Esquivel, who is taken into account dovish and was appointed to the bank’s five-member board in 2019, didn’t project when the speed would hit what he called its terminal level in an interview with Reuters on Tuesday.
But he stressed that it was “vital to begin fascinated about” what that level can be using the so-called ex ante real rate, defined because the difference between the nominal rate of interest and expected inflation.
“Expected inflation for 2023 is around 5%, roughly, which suggests that a rate of 10.0% or 10.25% can be compatible with a level for the actual (interest) rate that I believe is high enough and restrictive enough,” Esquivel said.
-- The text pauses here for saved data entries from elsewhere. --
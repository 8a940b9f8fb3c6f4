//! Shader loading and pipeline boilerplate shared by the fullscreen passes.
//!
//! Every WGSL file is compiled with `shaders/common.wgsl` prepended (fullscreen triangle,
//! octahedral encode/decode, depth reconstruction).

const COMMON_SHADER: &str = include_str!(concat!(env!("CARGO_MANIFEST_DIR"), "/shaders/common.wgsl"));

pub fn create_module(device: &wgpu::Device, label: &str, source: &str) -> wgpu::ShaderModule {
    let full = format!("{COMMON_SHADER}\n{source}");
    device.create_shader_module(wgpu::ShaderModuleDescriptor {
        label: Some(label),
        source: wgpu::ShaderSource::Wgsl(full.into()),
    })
}

pub fn texture_entry(
    binding: u32,
    sample_type: wgpu::TextureSampleType,
    view_dimension: wgpu::TextureViewDimension,
) -> wgpu::BindGroupLayoutEntry {
    wgpu::BindGroupLayoutEntry {
        binding,
        visibility: wgpu::ShaderStages::FRAGMENT,
        ty: wgpu::BindingType::Texture { sample_type, view_dimension, multisampled: false },
        count: None,
    }
}

/// Filterable float 2D texture.
pub fn float_texture_entry(binding: u32) -> wgpu::BindGroupLayoutEntry {
    texture_entry(binding, wgpu::TextureSampleType::Float { filterable: true }, wgpu::TextureViewDimension::D2)
}

/// Non-filterable float 2D texture (Rg32Float, loads only).
pub fn unfilterable_texture_entry(binding: u32) -> wgpu::BindGroupLayoutEntry {
    texture_entry(binding, wgpu::TextureSampleType::Float { filterable: false }, wgpu::TextureViewDimension::D2)
}

pub fn depth_texture_entry(binding: u32) -> wgpu::BindGroupLayoutEntry {
    texture_entry(binding, wgpu::TextureSampleType::Depth, wgpu::TextureViewDimension::D2)
}

pub fn array_texture_entry(binding: u32) -> wgpu::BindGroupLayoutEntry {
    texture_entry(binding, wgpu::TextureSampleType::Float { filterable: true }, wgpu::TextureViewDimension::D2Array)
}

pub fn sampler_entry(binding: u32, ty: wgpu::SamplerBindingType) -> wgpu::BindGroupLayoutEntry {
    wgpu::BindGroupLayoutEntry {
        binding,
        visibility: wgpu::ShaderStages::FRAGMENT,
        ty: wgpu::BindingType::Sampler(ty),
        count: None,
    }
}

pub fn uniform_entry(binding: u32, visibility: wgpu::ShaderStages, size: u64) -> wgpu::BindGroupLayoutEntry {
    wgpu::BindGroupLayoutEntry {
        binding,
        visibility,
        ty: wgpu::BindingType::Buffer {
            ty: wgpu::BufferBindingType::Uniform,
            has_dynamic_offset: false,
            min_binding_size: std::num::NonZeroU64::new(size),
        },
        count: None,
    }
}

pub fn storage_entry(binding: u32, size: u64) -> wgpu::BindGroupLayoutEntry {
    wgpu::BindGroupLayoutEntry {
        binding,
        visibility: wgpu::ShaderStages::FRAGMENT,
        ty: wgpu::BindingType::Buffer {
            ty: wgpu::BufferBindingType::Storage { read_only: false },
            has_dynamic_offset: false,
            min_binding_size: std::num::NonZeroU64::new(size),
        },
        count: None,
    }
}

pub fn uniform_buffer(device: &wgpu::Device, label: &str, size: u64) -> wgpu::Buffer {
    device.create_buffer(&wgpu::BufferDescriptor {
        label: Some(label),
        size,
        usage: wgpu::BufferUsages::UNIFORM | wgpu::BufferUsages::COPY_DST,
        mapped_at_creation: false,
    })
}

/// Fresh uniform buffer holding `value`. Passes that may run several times per frame
/// (probe faces, à-trous iterations) need a buffer per call since queue writes land before the submit.
pub fn write_uniform<T: bytemuck::Pod>(device: &wgpu::Device, queue: &wgpu::Queue, label: &str, value: &T) -> wgpu::Buffer {
    let buf = uniform_buffer(device, label, std::mem::size_of::<T>() as u64);
    queue.write_buffer(&buf, 0, bytemuck::bytes_of(value));
    buf
}

pub fn additive_blend() -> wgpu::BlendState {
    wgpu::BlendState {
        color: wgpu::BlendComponent {
            src_factor: wgpu::BlendFactor::One,
            dst_factor: wgpu::BlendFactor::One,
            operation: wgpu::BlendOperation::Add,
        },
        alpha: wgpu::BlendComponent {
            src_factor: wgpu::BlendFactor::One,
            dst_factor: wgpu::BlendFactor::One,
            operation: wgpu::BlendOperation::Add,
        },
    }
}

pub fn linear_clamp_sampler(device: &wgpu::Device, label: &str) -> wgpu::Sampler {
    device.create_sampler(&wgpu::SamplerDescriptor {
        label: Some(label),
        address_mode_u: wgpu::AddressMode::ClampToEdge,
        address_mode_v: wgpu::AddressMode::ClampToEdge,
        address_mode_w: wgpu::AddressMode::ClampToEdge,
        mag_filter: wgpu::FilterMode::Linear,
        min_filter: wgpu::FilterMode::Linear,
        mipmap_filter: wgpu::FilterMode::Nearest,
        ..Default::default()
    })
}

pub fn point_clamp_sampler(device: &wgpu::Device, label: &str) -> wgpu::Sampler {
    device.create_sampler(&wgpu::SamplerDescriptor {
        label: Some(label),
        address_mode_u: wgpu::AddressMode::ClampToEdge,
        address_mode_v: wgpu::AddressMode::ClampToEdge,
        address_mode_w: wgpu::AddressMode::ClampToEdge,
        mag_filter: wgpu::FilterMode::Nearest,
        min_filter: wgpu::FilterMode::Nearest,
        mipmap_filter: wgpu::FilterMode::Nearest,
        ..Default::default()
    })
}

/// Fullscreen-triangle pipeline (`vs_fullscreen` from common.wgsl, no depth).
pub fn fullscreen_pipeline(
    device: &wgpu::Device,
    label: &str,
    module: &wgpu::ShaderModule,
    layout: &wgpu::PipelineLayout,
    fs_entry: &str,
    targets: &[Option<wgpu::ColorTargetState>],
) -> wgpu::RenderPipeline {
    device.create_render_pipeline(&wgpu::RenderPipelineDescriptor {
        label: Some(label),
        layout: Some(layout),
        vertex: wgpu::VertexState {
            module,
            entry_point: Some("vs_fullscreen"),
            buffers: &[],
            compilation_options: Default::default(),
        },
        fragment: Some(wgpu::FragmentState {
            module,
            entry_point: Some(fs_entry),
            targets,
            compilation_options: Default::default(),
        }),
        primitive: wgpu::PrimitiveState::default(),
        depth_stencil: None,
        multisample: wgpu::MultisampleState::default(),
        multiview: None,
        cache: None,
    })
}

pub fn clear_attachment(view: &wgpu::TextureView, color: wgpu::Color) -> Option<wgpu::RenderPassColorAttachment<'_>> {
    Some(wgpu::RenderPassColorAttachment {
        view,
        resolve_target: None,
        ops: wgpu::Operations { load: wgpu::LoadOp::Clear(color), store: wgpu::StoreOp::Store },
    })
}

/// Fullscreen draw into several cleared targets at once.
pub fn draw_fullscreen_mrt(
    encoder: &mut wgpu::CommandEncoder,
    label: &str,
    pipeline: &wgpu::RenderPipeline,
    bind_group: &wgpu::BindGroup,
    attachments: &[Option<wgpu::RenderPassColorAttachment<'_>>],
) {
    let mut rp = encoder.begin_render_pass(&wgpu::RenderPassDescriptor {
        label: Some(label),
        color_attachments: attachments,
        depth_stencil_attachment: None,
        timestamp_writes: None,
        occlusion_query_set: None,
    });
    rp.set_pipeline(pipeline);
    rp.set_bind_group(0, bind_group, &[]);
    rp.draw(0..3, 0..1);
}

/// Single fullscreen draw into `view`.
pub fn draw_fullscreen(
    encoder: &mut wgpu::CommandEncoder,
    label: &str,
    pipeline: &wgpu::RenderPipeline,
    bind_group: &wgpu::BindGroup,
    view: &wgpu::TextureView,
    load: wgpu::LoadOp<wgpu::Color>,
) {
    let mut rp = encoder.begin_render_pass(&wgpu::RenderPassDescriptor {
        label: Some(label),
        color_attachments: &[Some(wgpu::RenderPassColorAttachment {
            view,
            resolve_target: None,
            ops: wgpu::Operations { load, store: wgpu::StoreOp::Store },
        })],
        depth_stencil_attachment: None,
        timestamp_writes: None,
        occlusion_query_set: None,
    });
    rp.set_pipeline(pipeline);
    rp.set_bind_group(0, bind_group, &[]);
    rp.draw(0..3, 0..1);
}

/// 2D render-target texture (RENDER_ATTACHMENT | TEXTURE_BINDING | COPY_SRC | COPY_DST).
pub fn render_target(
    device: &wgpu::Device,
    label: &str,
    width: u32,
    height: u32,
    layers: u32,
    format: wgpu::TextureFormat,
) -> wgpu::Texture {
    device.create_texture(&wgpu::TextureDescriptor {
        label: Some(label),
        size: wgpu::Extent3d { width, height, depth_or_array_layers: layers },
        mip_level_count: 1,
        sample_count: 1,
        dimension: wgpu::TextureDimension::D2,
        format,
        usage: wgpu::TextureUsages::RENDER_ATTACHMENT
            | wgpu::TextureUsages::TEXTURE_BINDING
            | wgpu::TextureUsages::COPY_SRC
            | wgpu::TextureUsages::COPY_DST,
        view_formats: &[],
    })
}

/// View of one array layer as a plain 2D texture (render target binding).
pub fn layer_view(texture: &wgpu::Texture, layer: u32) -> wgpu::TextureView {
    texture.create_view(&wgpu::TextureViewDescriptor {
        dimension: Some(wgpu::TextureViewDimension::D2),
        base_array_layer: layer,
        array_layer_count: Some(1),
        ..Default::default()
    })
}

pub fn array_view(texture: &wgpu::Texture) -> wgpu::TextureView {
    texture.create_view(&wgpu::TextureViewDescriptor {
        dimension: Some(wgpu::TextureViewDimension::D2Array),
        ..Default::default()
    })
}
//! Data types for extraction from the host engine into the render world.
//! The host fills these each frame.

use std::collections::HashMap;

/// Column-major 4x4 identity.
pub const IDENTITY: [f32; 16] = [
    1.0, 0.0, 0.0, 0.0, 0.0, 1.0, 0.0, 0.0, 0.0, 0.0, 1.0, 0.0, 0.0, 0.0, 0.0, 1.0,
];

/// Constant surface parameters written into the G-buffer.
#[derive(Clone, Copy, Debug, PartialEq)]
pub struct ExtractedMaterial {
    /// Linear RGB albedo + opacity.
    pub base_color: [f32; 4],
    /// Specular reflectance (F0) in linear RGB.
    pub specular: [f32; 3],
    pub roughness: f32,
    /// Emitted radiance; stored in an 8-bit target so keep it in [0, 1].
    pub emissive: [f32; 3],
}

impl Default for ExtractedMaterial {
    fn default() -> Self {
        Self {
            base_color: [0.8, 0.8, 0.8, 1.0],
            specular: [0.04, 0.04, 0.04],
            roughness: 0.5,
            emissive: [0.0; 3],
        }
    }
}

/// Per-mesh instance data extracted from the main world.
#[derive(Clone, Debug)]
pub struct ExtractedMesh {
    /// Host-defined entity or instance id.
    pub entity_id: u64,
    /// Interleaved vertices: position (3 f32), normal (3 f32), uv (2 f32); 32 bytes each.
    pub vertex_data: Vec<u8>,
    /// Index data (u32 indices).
    pub index_data: Vec<u8>,
    /// World transform: column-major 4x4 matrix (WGSL/wgpu convention).
    /// Index [col*4+row]; e.g. m[0..4] is the first column.
    pub transform: [f32; 16],
    /// Whether this instance is visible.
    pub visible: bool,
    pub material: ExtractedMaterial,
}

/// All extracted meshes for the current frame.
#[derive(Default, Debug)]
pub struct ExtractedMeshes {
    pub meshes: HashMap<u64, ExtractedMesh>,
}

#[derive(Clone, Copy, Debug, PartialEq)]
pub struct PointLight {
    pub position: [f32; 3],
    pub color: [f32; 3],
    pub radius: f32,
    pub falloff_exponent: f32,
}

#[derive(Clone, Copy, Debug, PartialEq)]
pub struct SpotLight {
    pub position: [f32; 3],
    pub direction: [f32; 3],
    pub color: [f32; 3],
    pub radius: f32,
    /// Radians.
    pub inner_angle: f32,
    /// Radians.
    pub outer_angle: f32,
}

/// View/camera and lighting data for the current frame.
#[derive(Clone, Debug)]
pub struct ExtractedView {
    /// World-to-view, column-major. View space looks down -Z.
    pub view: [f32; 16],
    /// View-to-clip, column-major, depth mapped to [0, 1].
    pub proj: [f32; 16],
    /// Positive distances to the clip planes used to build `proj`.
    pub near: f32,
    pub far: f32,
    pub viewport_size: (u32, u32),
    /// Main directional light (direction the light travels: unit vector, color: RGB).
    /// If None, no sun light and no shadow pass.
    pub directional_light: Option<([f32; 3], [f32; 3])>,
    pub point_lights: Vec<PointLight>,
    pub spot_lights: Vec<SpotLight>,
    /// Radiance returned for rays and pixels that see no geometry.
    pub sky_color: [f32; 3],
}

impl Default for ExtractedView {
    fn default() -> Self {
        Self {
            view: IDENTITY,
            proj: IDENTITY,
            near: 0.1,
            far: 100.0,
            viewport_size: (800, 600),
            directional_light: None,
            point_lights: Vec::new(),
            spot_lights: Vec::new(),
            sky_color: [0.0; 3],
        }
    }
}
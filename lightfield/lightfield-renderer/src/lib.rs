//! Lightfield Renderer: wgpu hybrid deferred pipeline. G-buffer + shadows + deferred lights,
//! light-field probe GI, HZB screen-space reflections, SVGF denoising and present.

pub mod blit;
pub mod camera;
pub mod config;
pub mod error;
pub mod gbuffer;
pub mod hzb;
pub mod light_field;
pub mod light_pass;
pub mod present;
pub mod resources;
pub mod scope;
pub mod shader;
pub mod shadows;
pub mod ssr;
pub mod svgf;
pub mod temporal;

use glam::Mat4;

pub use blit::{BlitFilter, BlitMode, BlitPass};
pub use camera::Camera;
pub use config::{RendererConfig, ToneMapping};
pub use error::{RenderError, RenderResult};
pub use gbuffer::{GBufferPass, MaterialParams, MeshDraw};
pub use hzb::{HzbChain, HzbPass, HzbTexture};
pub use light_field::{
    Aabb, FilterSettings, IndirectKind, IndirectLighting, LightFieldConfig, LightFieldProbeVolume, ProbeDebugMode,
    ProbeDebugPass, ProbeGrid, ProbeRayTracing, ProbeScene,
};
pub use light_pass::{DirectionalLight, LightPass, SceneLights};
pub use present::PresentPass;
pub use resources::{FrameResources, GBufferTargets};
pub use scope::PassScope;
pub use shadows::{ShadowInput, ShadowPass, VisibilityPass};
pub use ssr::{SsrDebugMode, SsrInputs, SsrPass, SsrSettings};
pub use svgf::{SvgfPass, SvgfSettings};
pub use temporal::TemporalAccumulation;

/// Everything the renderer needs from the host for one frame.
pub struct FrameInput<'a> {
    pub width: u32,
    pub height: u32,
    pub camera: Camera,
    pub meshes: &'a [MeshDraw],
    pub lights: &'a SceneLights,
    /// World bounds of the visible meshes. `None` skips shadows and probe GI.
    pub scene_bounds: Option<Aabb>,
}

/// Renderer-owned intermediate images (reflections, probe lighting and their denoised copies).
struct StageTargets {
    ssr: wgpu::Texture,
    ssr_denoised: wgpu::Texture,
    gi_diffuse: wgpu::Texture,
    gi_specular: wgpu::Texture,
    width: u32,
    height: u32,
}

impl StageTargets {
    fn new(device: &wgpu::Device, width: u32, height: u32) -> Self {
        let target = |label| shader::render_target(device, label, width, height, 1, ssr::SSR_FORMAT);
        Self {
            ssr: target("ssr_output"),
            ssr_denoised: target("ssr_denoised"),
            gi_diffuse: target("gi_diffuse_denoised"),
            gi_specular: target("gi_specular_denoised"),
            width,
            height,
        }
    }
}

pub struct Renderer {
    device: wgpu::Device,
    queue: wgpu::Queue,
    config: RendererConfig,
    gbuffer_pass: GBufferPass,
    shadow_pass: ShadowPass,
    visibility_pass: VisibilityPass,
    light_pass: LightPass,
    hzb_pass: HzbPass,
    ssr_pass: SsrPass,
    ssr_svgf: SvgfPass,
    light_field: LightFieldProbeVolume,
    probe_tracing: ProbeRayTracing,
    gi_diffuse_svgf: SvgfPass,
    gi_specular_svgf: SvgfPass,
    indirect: IndirectLighting,
    probe_debug: ProbeDebugPass,
    blit: BlitPass,
    present_pass: PresentPass,
    frame_resources: Option<FrameResources>,
    stage_targets: Option<StageTargets>,
    prev_view_proj: Option<Mat4>,
}

impl Renderer {
    pub fn new(device: wgpu::Device, queue: wgpu::Queue) -> RenderResult<Self> {
        Self::new_with_config(device, queue, RendererConfig::default())
    }

    /// Fails with [`RenderError::Pipeline`] on backends that cannot compile the passes (GL).
    pub fn new_with_config(device: wgpu::Device, queue: wgpu::Queue, config: RendererConfig) -> RenderResult<Self> {
        let max_dim = device.limits().max_texture_dimension_2d;
        let lf = &config.light_field;
        let largest = lf.cube_resolution.max(lf.octahedral_resolution).max(config.shadow_resolution);
        if largest > max_dim {
            return Err(RenderError::device(format!("texture size {largest} exceeds device limit {max_dim}")));
        }
        log::info!(
            "renderer: shadows {} ssr {} gi {} ({:?} probes)",
            config.shadow_enabled,
            config.ssr_enabled,
            config.gi_enabled,
            config.light_field.probe_counts
        );
        // Pipeline failures are caught here instead of reaching the uncaptured-error handler.
        device.push_error_scope(wgpu::ErrorFilter::Validation);
        let mut light_field = LightFieldProbeVolume::new(&device, config.light_field.clone());
        light_field.set_all_visible(config.probe_debug.is_some());
        let renderer = Self {
            gbuffer_pass: GBufferPass::new(&device, Some(wgpu::Face::Back)),
            shadow_pass: ShadowPass::new(&device, config.shadow_resolution.max(1)),
            visibility_pass: VisibilityPass::new(&device),
            light_pass: LightPass::new(&device),
            hzb_pass: HzbPass::new(&device),
            ssr_pass: SsrPass::new(&device, config.ssr.clone()),
            ssr_svgf: SvgfPass::new(&device, config.svgf.clone(), "svgf_ssr"),
            light_field,
            probe_tracing: ProbeRayTracing::new(&device),
            gi_diffuse_svgf: SvgfPass::new(&device, config.svgf.clone(), "svgf_gi_diffuse"),
            gi_specular_svgf: SvgfPass::new(&device, config.svgf.clone(), "svgf_gi_specular"),
            indirect: IndirectLighting::new(&device),
            probe_debug: ProbeDebugPass::new(&device),
            blit: BlitPass::new(&device, resources::LIGHT_BUFFER_FORMAT),
            present_pass: PresentPass::new(&device, config.swapchain_format, config.tone_mapping),
            frame_resources: None,
            stage_targets: None,
            prev_view_proj: None,
            device,
            queue,
            config,
        };
        error::pipeline_status(pollster::block_on(renderer.device.pop_error_scope()))?;
        Ok(renderer)
    }

    pub fn device(&self) -> &wgpu::Device { &self.device }
    pub fn queue(&self) -> &wgpu::Queue { &self.queue }
    pub fn config(&self) -> &RendererConfig { &self.config }
    pub fn ssr(&self) -> &SsrPass { &self.ssr_pass }
    pub fn ssr_mut(&mut self) -> &mut SsrPass { &mut self.ssr_pass }
    pub fn light_field(&self) -> &LightFieldProbeVolume { &self.light_field }
    pub fn light_field_mut(&mut self) -> &mut LightFieldProbeVolume { &mut self.light_field }
    pub fn ssr_svgf_mut(&mut self) -> &mut SvgfPass { &mut self.ssr_svgf }
    pub fn gi_svgf_mut(&mut self) -> (&mut SvgfPass, &mut SvgfPass) { (&mut self.gi_diffuse_svgf, &mut self.gi_specular_svgf) }

    pub fn set_ssr_enabled(&mut self, enabled: bool) {
        self.config.ssr_enabled = enabled;
    }

    pub fn set_gi_enabled(&mut self, enabled: bool) {
        self.config.gi_enabled = enabled;
    }

    /// Turning the viewer on shows every probe; individual probes can be hidden again through `light_field_mut`.
    pub fn set_probe_debug(&mut self, mode: Option<ProbeDebugMode>) {
        if mode.is_some() != self.config.probe_debug.is_some() {
            self.light_field.set_all_visible(mode.is_some());
        }
        self.config.probe_debug = mode;
    }

    /// View-projection the motion vectors of the next frame are measured against.
    pub fn prev_view_proj(&self) -> Option<Mat4> {
        self.prev_view_proj
    }

    /// Drop every temporal history. The next frame reprojects nothing.
    pub fn invalidate_history(&mut self) {
        log::debug!("renderer: history invalidated");
        self.ssr_pass.invalidate_history();
        self.ssr_svgf.invalidate_history();
        self.gi_diffuse_svgf.invalidate_history();
        self.gi_specular_svgf.invalidate_history();
        self.prev_view_proj = None;
    }

    pub fn ensure_frame_resources(&mut self, width: u32, height: u32) -> RenderResult<()> {
        let existing = self.frame_resources.take();
        self.frame_resources = Some(FrameResources::ensure_size(&self.device, existing, width, height)?);
        if !matches!(&self.stage_targets, Some(t) if t.width == width && t.height == height) {
            self.stage_targets = Some(StageTargets::new(&self.device, width, height));
        }
        Ok(())
    }

    pub fn current_light_buffer(&self) -> Option<&wgpu::Texture> {
        self.frame_resources.as_ref().map(|f| &f.light_buffer)
    }

    pub fn frame_resources(&self) -> Option<&FrameResources> {
        self.frame_resources.as_ref()
    }

    /// Encode every stage up to (not including) present into `encoder`.
    pub fn encode_frame(&mut self, encoder: &mut wgpu::CommandEncoder, input: &FrameInput) -> RenderResult<()> {
        self.ensure_frame_resources(input.width, input.height)?;
        let device = &self.device;
        let queue = &self.queue;
        let frame = self.frame_resources.as_ref().ok_or(RenderError::NoFrame("encode_frame: frame resources missing"))?;
        let stage = self.stage_targets.as_ref().ok_or(RenderError::NoFrame("encode_frame: stage targets missing"))?;
        let camera = &input.camera;
        let gbuffer = &frame.gbuffer;
        let light_buffer = frame.light_buffer_view();
        let depth = gbuffer.depth_view();

        let light_vp = match (&input.lights.directional, input.scene_bounds) {
            (Some(dir), Some(bounds)) if self.config.shadow_enabled && !input.meshes.is_empty() => {
                let mut scope = PassScope::new(encoder, "shadow_map");
                let vp = shadows::light_view_proj(dir.direction, bounds.min, bounds.max);
                self.shadow_pass.encode(&mut scope, device, queue, input.meshes, &vp);
                Some(vp)
            }
            _ => None,
        };
        let shadow_map = self.shadow_pass.shadow_map_view();
        let shadow = light_vp.map(|light_view_proj| ShadowInput {
            shadow_map: &shadow_map,
            light_view_proj,
            resolution: self.shadow_pass.resolution(),
        });

        if self.config.gi_enabled {
            if let Some(bounds) = input.scene_bounds {
                let mut scope = PassScope::new(encoder, "light_field_volume");
                self.light_field.set_scene_bounds(bounds);
                let scene = ProbeScene {
                    meshes: input.meshes,
                    lights: input.lights,
                    shadow: light_vp.map(|light_view_proj| ShadowInput {
                        shadow_map: &shadow_map,
                        light_view_proj,
                        resolution: self.shadow_pass.resolution(),
                    }),
                };
                let updated = self.light_field.update(&mut scope, device, queue, &scene)?;
                if updated > 0 {
                    log::debug!("light field: {} probe(s) refreshed", updated);
                }
            }
        }

        {
            let mut scope = PassScope::new(encoder, "gbuffer");
            let prev = self.prev_view_proj.unwrap_or_else(|| camera.view_proj());
            self.gbuffer_pass.encode(&mut scope, device, queue, gbuffer, input.meshes, camera, prev, true);
        }
        let visibility = frame.visibility_view();
        {
            let mut scope = PassScope::new(encoder, "shadow_visibility");
            self.visibility_pass.encode(&mut scope, device, queue, camera, &depth, shadow.as_ref(), &visibility);
        }
        {
            let mut scope = PassScope::new(encoder, "light_pass");
            self.light_pass.encode(&mut scope, device, queue, gbuffer, &visibility, camera, input.lights, &light_buffer);
        }

        if self.config.gi_enabled {
            let mut scope = PassScope::new(encoder, "probe_gi");
            if self.probe_tracing.execute(&mut scope, device, queue, camera, &self.light_field, gbuffer) {
                let signals = [
                    (self.probe_tracing.diffuse_texture(), &mut self.gi_diffuse_svgf, &stage.gi_diffuse, IndirectKind::Diffuse),
                    (self.probe_tracing.glossy_texture(), &mut self.gi_specular_svgf, &stage.gi_specular, IndirectKind::Specular),
                ];
                for (traced, svgf, denoised, kind) in signals {
                    let Some(traced) = traced else { continue };
                    let lighting = if self.config.gi_denoise {
                        svgf.execute(&mut scope, device, queue, &traced.create_view(&Default::default()), gbuffer, denoised);
                        denoised.create_view(&Default::default())
                    } else {
                        traced.create_view(&Default::default())
                    };
                    self.indirect.encode(&mut scope, device, kind, &lighting, gbuffer, &light_buffer);
                }
            }
        }

        {
            let mut scope = PassScope::new(encoder, "hzb");
            self.hzb_pass.build(&mut scope, device, queue, &depth, input.width, input.height, &frame.hzb);
        }

        if self.config.ssr_enabled {
            let mut scope = PassScope::new(encoder, "ssr");
            let normal = gbuffer.normal_view();
            let diffuse_opacity = gbuffer.diffuse_opacity_view();
            let specular_roughness = gbuffer.specular_roughness_view();
            let motion = gbuffer.motion_view();
            let inputs = SsrInputs {
                color: &light_buffer,
                depth: &depth,
                hzb: &frame.hzb,
                normal: &normal,
                diffuse_opacity: &diffuse_opacity,
                specular_roughness: &specular_roughness,
                motion: &motion,
            };
            self.ssr_pass.execute(&mut scope, device, queue, camera, &inputs, &stage.ssr);
            let reflections = if self.config.ssr_denoise {
                self.ssr_svgf.execute(&mut scope, device, queue, &stage.ssr.create_view(&Default::default()), gbuffer, &stage.ssr_denoised);
                stage.ssr_denoised.create_view(&Default::default())
            } else {
                stage.ssr.create_view(&Default::default())
            };
            self.blit.encode(&mut scope, device, Some(&reflections), &light_buffer, BlitMode::Additive, BlitFilter::Point);
        }

        if let Some(mode) = self.config.probe_debug {
            let mut scope = PassScope::new(encoder, "probe_debug");
            self.probe_debug.encode(&mut scope, device, queue, camera, &self.light_field, mode, &depth, &light_buffer);
        }

        self.prev_view_proj = Some(camera.view_proj());
        Ok(())
    }

    /// Tone-mapped light buffer into `output_view` (e.g. the swapchain). Call after `encode_frame`.
    pub fn encode_present_to(&self, encoder: &mut wgpu::CommandEncoder, output_view: &wgpu::TextureView) -> RenderResult<()> {
        let frame = self
            .frame_resources
            .as_ref()
            .ok_or(RenderError::NoFrame("encode_present_to: call encode_frame first"))?;
        let mut scope = PassScope::new(encoder, "present");
        self.present_pass.encode(&mut scope, &self.device, &self.queue, &frame.light_buffer_view(), output_view);
        Ok(())
    }

    /// Encode a whole frame, presenting into `output_view` when given.
    pub fn render_frame(&mut self, input: &FrameInput, output_view: Option<&wgpu::TextureView>) -> RenderResult<wgpu::CommandBuffer> {
        let mut encoder = self.device.create_command_encoder(&wgpu::CommandEncoderDescriptor { label: Some("lightfield_frame") });
        self.encode_frame(&mut encoder, input)?;
        if let Some(view) = output_view {
            self.encode_present_to(&mut encoder, view)?;
        }
        Ok(encoder.finish())
    }

    pub fn submit(&self, command_buffers: impl IntoIterator<Item = wgpu::CommandBuffer>) {
        self.queue.submit(command_buffers);
    }
}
Banxico, because the Mexican central bank is thought, has aggressively increased the important thing rate of interest 525 basis points to a record 9.25% this cycle, which began in June 2021, as inflation surged above a two-decade high.
“Once we reach the terminal rate, the discussion must be how long we stay there and we might must see how observed inflation evolves in 2023,” he said.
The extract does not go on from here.